Stored data entries:
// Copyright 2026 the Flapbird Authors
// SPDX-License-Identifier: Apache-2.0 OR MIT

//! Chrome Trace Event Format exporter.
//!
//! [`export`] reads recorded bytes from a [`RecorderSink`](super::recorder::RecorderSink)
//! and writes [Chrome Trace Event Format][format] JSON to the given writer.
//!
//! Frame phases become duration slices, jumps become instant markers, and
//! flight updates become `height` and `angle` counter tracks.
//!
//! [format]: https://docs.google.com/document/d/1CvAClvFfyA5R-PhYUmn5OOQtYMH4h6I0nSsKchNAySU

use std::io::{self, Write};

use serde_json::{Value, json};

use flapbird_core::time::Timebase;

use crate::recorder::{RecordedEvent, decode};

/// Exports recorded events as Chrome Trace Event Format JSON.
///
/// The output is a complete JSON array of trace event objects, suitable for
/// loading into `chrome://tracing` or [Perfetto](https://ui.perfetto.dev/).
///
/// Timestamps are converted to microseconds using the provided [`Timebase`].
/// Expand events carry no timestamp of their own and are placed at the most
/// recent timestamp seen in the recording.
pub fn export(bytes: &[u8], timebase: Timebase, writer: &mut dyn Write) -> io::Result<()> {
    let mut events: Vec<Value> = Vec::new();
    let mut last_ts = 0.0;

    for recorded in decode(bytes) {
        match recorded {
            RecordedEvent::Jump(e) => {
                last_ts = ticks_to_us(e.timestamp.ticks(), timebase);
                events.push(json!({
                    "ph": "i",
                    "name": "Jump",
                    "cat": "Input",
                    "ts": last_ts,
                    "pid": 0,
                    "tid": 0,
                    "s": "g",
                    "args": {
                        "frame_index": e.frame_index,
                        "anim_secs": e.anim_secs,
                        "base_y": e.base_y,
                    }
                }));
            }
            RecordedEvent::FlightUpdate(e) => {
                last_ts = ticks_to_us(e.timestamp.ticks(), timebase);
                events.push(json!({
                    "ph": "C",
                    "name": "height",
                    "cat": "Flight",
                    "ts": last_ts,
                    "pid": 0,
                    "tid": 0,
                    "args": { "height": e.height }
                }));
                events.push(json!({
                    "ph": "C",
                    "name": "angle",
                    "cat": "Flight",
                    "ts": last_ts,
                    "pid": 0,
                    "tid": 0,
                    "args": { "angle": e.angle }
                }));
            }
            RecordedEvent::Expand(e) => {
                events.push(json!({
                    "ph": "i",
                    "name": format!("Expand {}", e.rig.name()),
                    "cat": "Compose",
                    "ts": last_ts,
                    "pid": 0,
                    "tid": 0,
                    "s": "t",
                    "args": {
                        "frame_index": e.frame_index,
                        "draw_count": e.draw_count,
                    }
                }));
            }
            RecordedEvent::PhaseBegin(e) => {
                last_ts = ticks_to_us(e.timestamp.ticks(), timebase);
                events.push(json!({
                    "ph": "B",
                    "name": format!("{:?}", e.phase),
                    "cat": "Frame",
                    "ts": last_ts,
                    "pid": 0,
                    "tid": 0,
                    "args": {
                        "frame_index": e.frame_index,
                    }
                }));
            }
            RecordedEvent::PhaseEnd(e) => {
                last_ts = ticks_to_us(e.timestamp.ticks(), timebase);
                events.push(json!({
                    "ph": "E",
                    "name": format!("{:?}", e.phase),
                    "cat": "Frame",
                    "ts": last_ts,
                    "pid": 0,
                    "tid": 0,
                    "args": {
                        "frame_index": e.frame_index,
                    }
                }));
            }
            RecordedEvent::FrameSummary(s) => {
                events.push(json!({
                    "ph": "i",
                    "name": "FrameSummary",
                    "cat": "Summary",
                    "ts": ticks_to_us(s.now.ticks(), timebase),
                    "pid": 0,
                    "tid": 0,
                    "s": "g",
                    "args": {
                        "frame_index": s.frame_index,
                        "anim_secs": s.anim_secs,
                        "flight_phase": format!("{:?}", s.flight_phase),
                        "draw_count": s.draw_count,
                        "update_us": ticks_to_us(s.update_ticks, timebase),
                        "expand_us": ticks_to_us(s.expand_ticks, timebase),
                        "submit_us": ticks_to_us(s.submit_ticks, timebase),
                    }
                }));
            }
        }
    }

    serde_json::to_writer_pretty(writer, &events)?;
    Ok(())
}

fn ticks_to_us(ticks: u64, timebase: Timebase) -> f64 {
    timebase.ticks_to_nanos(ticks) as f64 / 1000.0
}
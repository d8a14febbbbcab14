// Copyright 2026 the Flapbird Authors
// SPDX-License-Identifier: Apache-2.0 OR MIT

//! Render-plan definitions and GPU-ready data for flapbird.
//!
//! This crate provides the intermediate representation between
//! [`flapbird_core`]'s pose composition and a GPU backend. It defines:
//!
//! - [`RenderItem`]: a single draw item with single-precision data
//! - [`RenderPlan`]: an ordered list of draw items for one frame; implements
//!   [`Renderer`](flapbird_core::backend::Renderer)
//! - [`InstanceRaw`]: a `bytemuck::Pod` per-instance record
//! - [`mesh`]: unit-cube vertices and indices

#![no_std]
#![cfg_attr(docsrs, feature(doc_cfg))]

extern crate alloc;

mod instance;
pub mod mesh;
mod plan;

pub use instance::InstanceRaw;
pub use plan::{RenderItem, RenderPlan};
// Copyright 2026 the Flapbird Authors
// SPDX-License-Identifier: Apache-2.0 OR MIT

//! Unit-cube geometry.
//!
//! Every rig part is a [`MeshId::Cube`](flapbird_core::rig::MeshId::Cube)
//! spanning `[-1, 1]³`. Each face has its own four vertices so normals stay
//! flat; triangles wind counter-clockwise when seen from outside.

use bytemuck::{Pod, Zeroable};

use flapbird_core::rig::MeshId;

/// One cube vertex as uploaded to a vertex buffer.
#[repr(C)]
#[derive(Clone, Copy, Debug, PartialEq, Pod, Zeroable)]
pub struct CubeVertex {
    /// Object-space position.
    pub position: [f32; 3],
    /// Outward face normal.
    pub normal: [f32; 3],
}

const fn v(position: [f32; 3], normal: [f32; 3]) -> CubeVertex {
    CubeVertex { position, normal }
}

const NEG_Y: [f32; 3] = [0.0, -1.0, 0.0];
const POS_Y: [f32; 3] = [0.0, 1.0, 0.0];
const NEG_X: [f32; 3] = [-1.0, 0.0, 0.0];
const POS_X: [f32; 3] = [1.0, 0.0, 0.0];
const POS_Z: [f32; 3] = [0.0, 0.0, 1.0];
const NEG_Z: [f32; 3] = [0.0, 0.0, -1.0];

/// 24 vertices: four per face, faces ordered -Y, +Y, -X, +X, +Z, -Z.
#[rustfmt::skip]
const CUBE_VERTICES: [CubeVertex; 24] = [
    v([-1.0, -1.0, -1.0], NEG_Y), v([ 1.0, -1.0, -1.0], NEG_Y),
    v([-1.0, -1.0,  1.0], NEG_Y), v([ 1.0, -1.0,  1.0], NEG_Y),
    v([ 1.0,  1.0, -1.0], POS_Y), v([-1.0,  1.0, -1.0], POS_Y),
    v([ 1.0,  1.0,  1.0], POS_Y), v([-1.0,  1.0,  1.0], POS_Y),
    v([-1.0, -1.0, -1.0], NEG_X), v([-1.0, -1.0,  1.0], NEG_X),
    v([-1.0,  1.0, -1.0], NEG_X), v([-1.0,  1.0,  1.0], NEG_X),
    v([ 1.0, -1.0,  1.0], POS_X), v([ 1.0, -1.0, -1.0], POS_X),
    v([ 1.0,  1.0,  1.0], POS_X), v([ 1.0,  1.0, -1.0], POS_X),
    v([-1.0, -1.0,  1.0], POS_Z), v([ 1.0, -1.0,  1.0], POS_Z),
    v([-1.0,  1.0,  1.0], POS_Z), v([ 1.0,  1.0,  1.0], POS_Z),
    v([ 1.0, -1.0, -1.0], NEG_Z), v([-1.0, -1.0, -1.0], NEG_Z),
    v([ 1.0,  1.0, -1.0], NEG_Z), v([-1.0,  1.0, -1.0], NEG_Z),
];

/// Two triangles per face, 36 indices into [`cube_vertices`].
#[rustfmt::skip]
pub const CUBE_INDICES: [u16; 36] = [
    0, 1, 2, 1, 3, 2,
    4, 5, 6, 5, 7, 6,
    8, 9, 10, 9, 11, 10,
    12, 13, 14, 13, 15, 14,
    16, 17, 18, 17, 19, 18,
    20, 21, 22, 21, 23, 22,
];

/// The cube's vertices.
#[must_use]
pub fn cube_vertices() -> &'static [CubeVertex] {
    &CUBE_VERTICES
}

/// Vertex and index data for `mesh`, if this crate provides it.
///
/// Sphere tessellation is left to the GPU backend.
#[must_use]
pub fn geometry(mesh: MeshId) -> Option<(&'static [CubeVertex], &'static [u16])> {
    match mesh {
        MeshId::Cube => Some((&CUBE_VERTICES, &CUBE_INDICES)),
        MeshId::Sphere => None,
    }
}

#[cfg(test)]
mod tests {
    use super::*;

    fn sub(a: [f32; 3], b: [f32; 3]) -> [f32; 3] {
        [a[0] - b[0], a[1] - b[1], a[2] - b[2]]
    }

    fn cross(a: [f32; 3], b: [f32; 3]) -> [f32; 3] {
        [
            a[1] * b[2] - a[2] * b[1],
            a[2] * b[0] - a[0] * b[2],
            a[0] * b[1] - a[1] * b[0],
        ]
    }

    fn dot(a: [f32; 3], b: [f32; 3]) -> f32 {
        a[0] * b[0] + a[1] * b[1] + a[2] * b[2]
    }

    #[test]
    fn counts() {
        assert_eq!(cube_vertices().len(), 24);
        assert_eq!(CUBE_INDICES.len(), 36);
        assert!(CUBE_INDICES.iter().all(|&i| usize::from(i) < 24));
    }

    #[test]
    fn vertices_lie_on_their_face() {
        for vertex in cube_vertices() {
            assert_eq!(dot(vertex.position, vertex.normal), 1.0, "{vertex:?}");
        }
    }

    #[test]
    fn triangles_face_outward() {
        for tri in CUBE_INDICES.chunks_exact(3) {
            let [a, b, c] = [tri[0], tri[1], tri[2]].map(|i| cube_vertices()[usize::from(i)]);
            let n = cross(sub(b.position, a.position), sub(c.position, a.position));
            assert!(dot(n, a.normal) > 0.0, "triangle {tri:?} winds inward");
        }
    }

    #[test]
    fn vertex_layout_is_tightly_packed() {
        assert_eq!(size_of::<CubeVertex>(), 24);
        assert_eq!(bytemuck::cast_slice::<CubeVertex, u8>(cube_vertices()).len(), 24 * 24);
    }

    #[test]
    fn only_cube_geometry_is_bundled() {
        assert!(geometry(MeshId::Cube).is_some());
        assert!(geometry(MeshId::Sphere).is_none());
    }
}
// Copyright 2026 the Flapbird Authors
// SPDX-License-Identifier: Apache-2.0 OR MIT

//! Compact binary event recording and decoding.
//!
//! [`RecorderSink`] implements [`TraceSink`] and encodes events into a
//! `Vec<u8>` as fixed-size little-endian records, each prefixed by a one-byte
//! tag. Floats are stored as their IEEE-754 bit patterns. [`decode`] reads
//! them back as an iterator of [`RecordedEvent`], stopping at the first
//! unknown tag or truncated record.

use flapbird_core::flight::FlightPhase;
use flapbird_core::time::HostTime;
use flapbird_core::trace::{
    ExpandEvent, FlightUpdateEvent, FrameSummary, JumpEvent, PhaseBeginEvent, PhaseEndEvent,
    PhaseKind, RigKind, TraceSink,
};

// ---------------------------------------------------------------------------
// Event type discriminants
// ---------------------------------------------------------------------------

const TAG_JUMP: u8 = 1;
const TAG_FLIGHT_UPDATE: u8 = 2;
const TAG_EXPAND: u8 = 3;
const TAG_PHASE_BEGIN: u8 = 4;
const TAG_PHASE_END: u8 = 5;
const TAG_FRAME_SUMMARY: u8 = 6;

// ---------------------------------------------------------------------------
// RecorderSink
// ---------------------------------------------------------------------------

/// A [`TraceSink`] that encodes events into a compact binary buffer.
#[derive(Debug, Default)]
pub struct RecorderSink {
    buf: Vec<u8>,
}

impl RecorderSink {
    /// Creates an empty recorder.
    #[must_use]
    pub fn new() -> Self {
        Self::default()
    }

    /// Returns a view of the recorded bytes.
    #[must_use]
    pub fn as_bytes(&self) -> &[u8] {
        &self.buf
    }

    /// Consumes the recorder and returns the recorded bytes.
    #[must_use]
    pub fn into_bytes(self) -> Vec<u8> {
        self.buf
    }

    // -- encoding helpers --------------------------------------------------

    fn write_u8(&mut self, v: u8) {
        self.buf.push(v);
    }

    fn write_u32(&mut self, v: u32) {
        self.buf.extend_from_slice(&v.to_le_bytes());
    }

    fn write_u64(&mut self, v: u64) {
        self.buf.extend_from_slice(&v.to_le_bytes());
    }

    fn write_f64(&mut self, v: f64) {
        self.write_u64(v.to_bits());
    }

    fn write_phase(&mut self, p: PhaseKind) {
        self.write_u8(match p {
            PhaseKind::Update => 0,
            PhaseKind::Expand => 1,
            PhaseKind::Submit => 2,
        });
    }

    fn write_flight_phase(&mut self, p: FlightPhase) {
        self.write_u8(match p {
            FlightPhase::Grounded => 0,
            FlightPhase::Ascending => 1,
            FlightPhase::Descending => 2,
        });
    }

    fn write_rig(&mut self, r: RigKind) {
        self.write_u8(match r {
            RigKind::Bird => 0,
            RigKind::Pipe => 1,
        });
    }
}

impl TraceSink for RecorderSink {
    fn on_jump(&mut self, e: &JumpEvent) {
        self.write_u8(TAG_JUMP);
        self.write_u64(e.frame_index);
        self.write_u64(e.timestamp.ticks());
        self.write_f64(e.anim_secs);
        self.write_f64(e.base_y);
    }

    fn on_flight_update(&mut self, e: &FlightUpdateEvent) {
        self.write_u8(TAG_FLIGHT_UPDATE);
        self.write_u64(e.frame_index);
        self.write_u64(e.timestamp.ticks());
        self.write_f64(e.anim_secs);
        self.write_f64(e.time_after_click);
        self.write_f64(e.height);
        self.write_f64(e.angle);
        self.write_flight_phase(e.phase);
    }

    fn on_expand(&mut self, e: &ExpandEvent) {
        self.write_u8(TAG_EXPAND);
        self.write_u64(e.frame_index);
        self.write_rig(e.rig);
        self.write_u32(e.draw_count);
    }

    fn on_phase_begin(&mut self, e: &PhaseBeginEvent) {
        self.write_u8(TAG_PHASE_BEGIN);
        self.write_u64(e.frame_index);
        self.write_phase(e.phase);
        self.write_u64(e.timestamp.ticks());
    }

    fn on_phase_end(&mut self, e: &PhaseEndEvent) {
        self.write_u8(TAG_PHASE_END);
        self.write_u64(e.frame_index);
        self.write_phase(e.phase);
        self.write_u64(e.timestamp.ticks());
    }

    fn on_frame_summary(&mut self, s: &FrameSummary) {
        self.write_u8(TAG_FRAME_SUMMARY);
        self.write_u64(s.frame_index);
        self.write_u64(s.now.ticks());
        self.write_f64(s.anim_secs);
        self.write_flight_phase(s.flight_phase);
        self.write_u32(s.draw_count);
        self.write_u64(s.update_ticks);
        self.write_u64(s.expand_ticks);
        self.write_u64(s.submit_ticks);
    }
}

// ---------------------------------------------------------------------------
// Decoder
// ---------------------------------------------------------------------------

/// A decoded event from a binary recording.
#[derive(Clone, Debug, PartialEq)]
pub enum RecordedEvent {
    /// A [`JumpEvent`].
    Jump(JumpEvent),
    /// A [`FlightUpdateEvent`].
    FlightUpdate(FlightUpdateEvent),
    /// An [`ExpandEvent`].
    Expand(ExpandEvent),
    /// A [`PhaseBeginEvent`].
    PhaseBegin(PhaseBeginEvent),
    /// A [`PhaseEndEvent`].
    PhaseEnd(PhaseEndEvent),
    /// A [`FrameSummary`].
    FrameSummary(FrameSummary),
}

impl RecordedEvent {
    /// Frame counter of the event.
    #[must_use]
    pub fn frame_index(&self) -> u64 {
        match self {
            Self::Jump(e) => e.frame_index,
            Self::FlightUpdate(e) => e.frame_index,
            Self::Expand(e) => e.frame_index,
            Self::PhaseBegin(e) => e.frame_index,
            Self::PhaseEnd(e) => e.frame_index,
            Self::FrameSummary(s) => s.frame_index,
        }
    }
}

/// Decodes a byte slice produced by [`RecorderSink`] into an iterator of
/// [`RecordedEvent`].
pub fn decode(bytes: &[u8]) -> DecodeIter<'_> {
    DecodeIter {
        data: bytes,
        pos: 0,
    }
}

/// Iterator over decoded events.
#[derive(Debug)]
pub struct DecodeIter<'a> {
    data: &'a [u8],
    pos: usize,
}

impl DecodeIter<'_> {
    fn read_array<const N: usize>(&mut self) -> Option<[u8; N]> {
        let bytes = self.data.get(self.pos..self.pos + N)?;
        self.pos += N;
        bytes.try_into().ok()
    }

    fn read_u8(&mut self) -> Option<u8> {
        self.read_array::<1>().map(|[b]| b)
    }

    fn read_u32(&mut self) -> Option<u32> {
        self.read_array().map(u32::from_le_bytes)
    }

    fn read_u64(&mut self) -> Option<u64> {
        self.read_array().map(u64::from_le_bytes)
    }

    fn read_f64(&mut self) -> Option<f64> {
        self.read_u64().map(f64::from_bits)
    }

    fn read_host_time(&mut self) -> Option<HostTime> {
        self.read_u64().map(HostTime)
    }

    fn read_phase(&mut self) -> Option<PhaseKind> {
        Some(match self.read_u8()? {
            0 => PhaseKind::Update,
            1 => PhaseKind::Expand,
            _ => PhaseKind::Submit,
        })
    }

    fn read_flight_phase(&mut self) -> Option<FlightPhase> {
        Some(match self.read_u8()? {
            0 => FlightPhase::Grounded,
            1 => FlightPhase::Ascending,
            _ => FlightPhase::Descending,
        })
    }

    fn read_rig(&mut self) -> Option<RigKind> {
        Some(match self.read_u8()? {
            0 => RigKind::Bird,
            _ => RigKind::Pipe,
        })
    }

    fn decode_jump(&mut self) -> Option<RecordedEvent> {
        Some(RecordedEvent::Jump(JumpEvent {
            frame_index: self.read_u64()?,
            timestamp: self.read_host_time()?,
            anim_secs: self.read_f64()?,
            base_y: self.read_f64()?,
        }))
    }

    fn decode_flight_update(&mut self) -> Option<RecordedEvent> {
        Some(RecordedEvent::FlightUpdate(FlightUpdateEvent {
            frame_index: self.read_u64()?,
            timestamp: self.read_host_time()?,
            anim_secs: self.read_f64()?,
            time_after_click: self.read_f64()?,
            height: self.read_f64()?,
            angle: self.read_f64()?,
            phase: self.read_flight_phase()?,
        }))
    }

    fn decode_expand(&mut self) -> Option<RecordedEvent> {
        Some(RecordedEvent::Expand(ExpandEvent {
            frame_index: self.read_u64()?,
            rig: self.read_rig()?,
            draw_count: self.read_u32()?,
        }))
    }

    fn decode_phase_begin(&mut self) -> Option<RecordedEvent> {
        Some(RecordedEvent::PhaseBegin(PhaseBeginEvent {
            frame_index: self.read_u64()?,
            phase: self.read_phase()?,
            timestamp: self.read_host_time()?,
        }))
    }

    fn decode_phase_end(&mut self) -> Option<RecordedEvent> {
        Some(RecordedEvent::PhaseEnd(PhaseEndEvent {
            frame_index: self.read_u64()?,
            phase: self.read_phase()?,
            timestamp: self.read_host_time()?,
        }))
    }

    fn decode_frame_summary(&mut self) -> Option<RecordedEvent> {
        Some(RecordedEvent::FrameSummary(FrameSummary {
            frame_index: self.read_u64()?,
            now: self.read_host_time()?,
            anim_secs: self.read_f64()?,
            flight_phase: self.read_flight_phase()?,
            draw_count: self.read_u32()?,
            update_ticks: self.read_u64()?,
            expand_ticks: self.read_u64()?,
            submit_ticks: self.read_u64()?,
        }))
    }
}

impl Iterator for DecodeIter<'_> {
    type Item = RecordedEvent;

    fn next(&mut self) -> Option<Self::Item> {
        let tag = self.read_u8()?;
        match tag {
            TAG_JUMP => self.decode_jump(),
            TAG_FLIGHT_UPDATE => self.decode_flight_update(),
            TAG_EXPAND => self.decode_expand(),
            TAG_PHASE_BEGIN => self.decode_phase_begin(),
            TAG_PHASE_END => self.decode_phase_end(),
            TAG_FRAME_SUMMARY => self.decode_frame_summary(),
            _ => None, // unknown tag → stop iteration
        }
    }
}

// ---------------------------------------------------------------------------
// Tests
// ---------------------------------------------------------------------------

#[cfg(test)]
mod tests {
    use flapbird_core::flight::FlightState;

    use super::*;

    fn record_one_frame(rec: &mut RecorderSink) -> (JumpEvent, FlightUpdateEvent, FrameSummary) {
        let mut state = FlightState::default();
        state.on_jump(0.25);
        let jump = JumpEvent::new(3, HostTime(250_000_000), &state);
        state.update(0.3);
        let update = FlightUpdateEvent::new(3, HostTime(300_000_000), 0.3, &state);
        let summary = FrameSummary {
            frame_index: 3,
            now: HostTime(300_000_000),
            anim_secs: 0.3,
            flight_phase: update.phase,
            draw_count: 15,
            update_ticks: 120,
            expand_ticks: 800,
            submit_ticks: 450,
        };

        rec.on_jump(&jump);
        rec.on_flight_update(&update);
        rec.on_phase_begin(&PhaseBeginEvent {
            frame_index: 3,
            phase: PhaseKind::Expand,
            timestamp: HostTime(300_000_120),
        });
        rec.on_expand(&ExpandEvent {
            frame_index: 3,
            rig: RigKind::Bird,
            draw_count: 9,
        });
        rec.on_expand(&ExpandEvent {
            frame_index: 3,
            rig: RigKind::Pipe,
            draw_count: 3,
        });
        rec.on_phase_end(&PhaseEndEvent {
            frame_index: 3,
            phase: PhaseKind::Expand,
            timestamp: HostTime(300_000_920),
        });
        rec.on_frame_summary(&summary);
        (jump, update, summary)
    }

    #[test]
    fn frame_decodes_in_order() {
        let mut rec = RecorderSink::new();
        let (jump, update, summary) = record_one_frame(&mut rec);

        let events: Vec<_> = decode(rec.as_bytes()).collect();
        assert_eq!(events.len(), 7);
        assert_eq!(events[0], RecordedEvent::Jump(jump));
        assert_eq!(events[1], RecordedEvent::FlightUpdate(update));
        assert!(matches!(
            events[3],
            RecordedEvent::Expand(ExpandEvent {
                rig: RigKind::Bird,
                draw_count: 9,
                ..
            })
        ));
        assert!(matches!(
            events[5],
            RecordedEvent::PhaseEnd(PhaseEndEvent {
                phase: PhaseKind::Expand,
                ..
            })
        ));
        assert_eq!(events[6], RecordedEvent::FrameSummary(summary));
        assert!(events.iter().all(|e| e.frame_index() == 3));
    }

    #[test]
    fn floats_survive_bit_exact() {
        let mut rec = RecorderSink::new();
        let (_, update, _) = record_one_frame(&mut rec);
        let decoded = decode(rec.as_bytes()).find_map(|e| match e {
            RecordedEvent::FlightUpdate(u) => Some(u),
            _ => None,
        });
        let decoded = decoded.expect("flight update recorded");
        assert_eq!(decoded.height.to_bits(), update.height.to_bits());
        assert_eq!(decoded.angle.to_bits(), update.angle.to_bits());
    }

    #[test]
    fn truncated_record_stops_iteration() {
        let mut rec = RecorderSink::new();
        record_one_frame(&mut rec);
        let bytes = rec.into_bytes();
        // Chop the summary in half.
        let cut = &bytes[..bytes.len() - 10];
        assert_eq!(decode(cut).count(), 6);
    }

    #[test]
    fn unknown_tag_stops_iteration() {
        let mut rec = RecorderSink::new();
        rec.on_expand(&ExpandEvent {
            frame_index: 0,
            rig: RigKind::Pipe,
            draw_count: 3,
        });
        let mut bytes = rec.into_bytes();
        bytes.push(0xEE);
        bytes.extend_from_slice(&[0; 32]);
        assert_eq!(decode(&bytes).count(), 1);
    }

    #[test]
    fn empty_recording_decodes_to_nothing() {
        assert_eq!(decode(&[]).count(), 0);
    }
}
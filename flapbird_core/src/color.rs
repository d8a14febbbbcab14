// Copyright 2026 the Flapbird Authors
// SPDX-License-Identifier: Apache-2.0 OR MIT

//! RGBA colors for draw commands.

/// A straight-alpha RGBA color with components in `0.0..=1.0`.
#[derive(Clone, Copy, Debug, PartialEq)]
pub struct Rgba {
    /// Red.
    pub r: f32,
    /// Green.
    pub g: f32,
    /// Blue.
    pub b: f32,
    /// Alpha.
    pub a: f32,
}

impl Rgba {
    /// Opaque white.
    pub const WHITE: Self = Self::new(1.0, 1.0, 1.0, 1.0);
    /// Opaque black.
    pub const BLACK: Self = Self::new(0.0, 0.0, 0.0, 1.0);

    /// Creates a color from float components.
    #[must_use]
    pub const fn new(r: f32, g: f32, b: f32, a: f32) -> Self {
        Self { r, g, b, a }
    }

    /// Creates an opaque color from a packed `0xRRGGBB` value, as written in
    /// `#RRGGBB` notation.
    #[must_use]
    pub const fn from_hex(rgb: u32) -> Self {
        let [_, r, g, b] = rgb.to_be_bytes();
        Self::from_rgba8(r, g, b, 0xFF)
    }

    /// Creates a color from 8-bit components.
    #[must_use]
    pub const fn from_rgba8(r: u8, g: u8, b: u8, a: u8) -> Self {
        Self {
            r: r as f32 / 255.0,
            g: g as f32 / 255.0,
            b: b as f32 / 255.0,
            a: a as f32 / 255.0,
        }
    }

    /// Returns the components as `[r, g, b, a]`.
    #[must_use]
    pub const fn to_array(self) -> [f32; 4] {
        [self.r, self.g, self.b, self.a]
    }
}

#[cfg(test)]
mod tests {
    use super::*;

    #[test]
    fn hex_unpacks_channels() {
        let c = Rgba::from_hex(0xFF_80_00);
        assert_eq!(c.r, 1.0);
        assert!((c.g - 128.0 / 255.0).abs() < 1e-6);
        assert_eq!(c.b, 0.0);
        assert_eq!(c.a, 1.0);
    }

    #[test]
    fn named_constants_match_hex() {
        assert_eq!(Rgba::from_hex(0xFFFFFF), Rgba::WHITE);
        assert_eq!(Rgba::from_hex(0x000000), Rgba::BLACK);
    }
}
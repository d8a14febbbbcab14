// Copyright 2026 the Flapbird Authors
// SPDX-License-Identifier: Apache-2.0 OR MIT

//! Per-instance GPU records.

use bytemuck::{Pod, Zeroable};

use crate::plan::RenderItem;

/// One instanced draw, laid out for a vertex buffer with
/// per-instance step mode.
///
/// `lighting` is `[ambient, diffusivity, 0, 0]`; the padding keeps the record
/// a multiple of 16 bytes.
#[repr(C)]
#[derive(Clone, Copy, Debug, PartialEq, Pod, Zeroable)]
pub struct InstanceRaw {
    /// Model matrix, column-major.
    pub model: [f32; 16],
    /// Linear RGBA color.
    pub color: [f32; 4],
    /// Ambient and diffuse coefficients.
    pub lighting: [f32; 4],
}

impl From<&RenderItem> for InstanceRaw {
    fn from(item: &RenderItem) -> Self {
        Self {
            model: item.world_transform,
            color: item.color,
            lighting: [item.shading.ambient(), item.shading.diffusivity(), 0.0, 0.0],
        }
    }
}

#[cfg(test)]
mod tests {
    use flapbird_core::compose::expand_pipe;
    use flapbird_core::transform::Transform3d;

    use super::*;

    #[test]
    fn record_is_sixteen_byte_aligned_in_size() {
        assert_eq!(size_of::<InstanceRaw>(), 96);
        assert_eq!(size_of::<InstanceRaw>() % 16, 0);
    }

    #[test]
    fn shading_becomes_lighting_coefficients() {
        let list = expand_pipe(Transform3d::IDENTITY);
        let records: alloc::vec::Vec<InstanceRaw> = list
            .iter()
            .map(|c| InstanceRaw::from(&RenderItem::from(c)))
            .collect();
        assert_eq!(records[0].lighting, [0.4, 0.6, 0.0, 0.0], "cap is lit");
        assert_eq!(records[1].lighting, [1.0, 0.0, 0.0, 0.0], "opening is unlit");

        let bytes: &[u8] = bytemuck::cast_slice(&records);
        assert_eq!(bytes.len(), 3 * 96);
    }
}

Problem to solve | Your task is to repeat the records exactly. Begin at their first line and stop after the line containing "Timestamps are converted".

Response box |
// Copyright 2026 the Flapbird Authors
// SPDX-License-Identifier: Apache-2.0 OR MIT

//! Chrome Trace Event Format exporter.
//!
//! [`export`] reads recorded bytes from a [`RecorderSink`](super::recorder::RecorderSink)
//! and writes [Chrome Trace Event Format][format] JSON to the given writer.
//!
//! Frame phases become duration slices, jumps become instant markers, and
//! flight updates become `height` and `angle` counter tracks.
//!
//! [format]: https://docs.google.com/document/d/1CvAClvFfyA5R-PhYUmn5OOQtYMH4h6I0nSsKchNAySU

use std::io::{self, Write};

use serde_json::{Value, json};

use flapbird_core::time::Timebase;

use crate::recorder::{RecordedEvent, decode};

/// Exports recorded events as Chrome Trace Event Format JSON.
///
/// The output is a complete JSON array of trace event objects, suitable for
/// loading into `chrome://tracing` or [Perfetto](https://ui.perfetto.dev/).
///
/// Timestamps are converted to microseconds using the provided [`Timebase`].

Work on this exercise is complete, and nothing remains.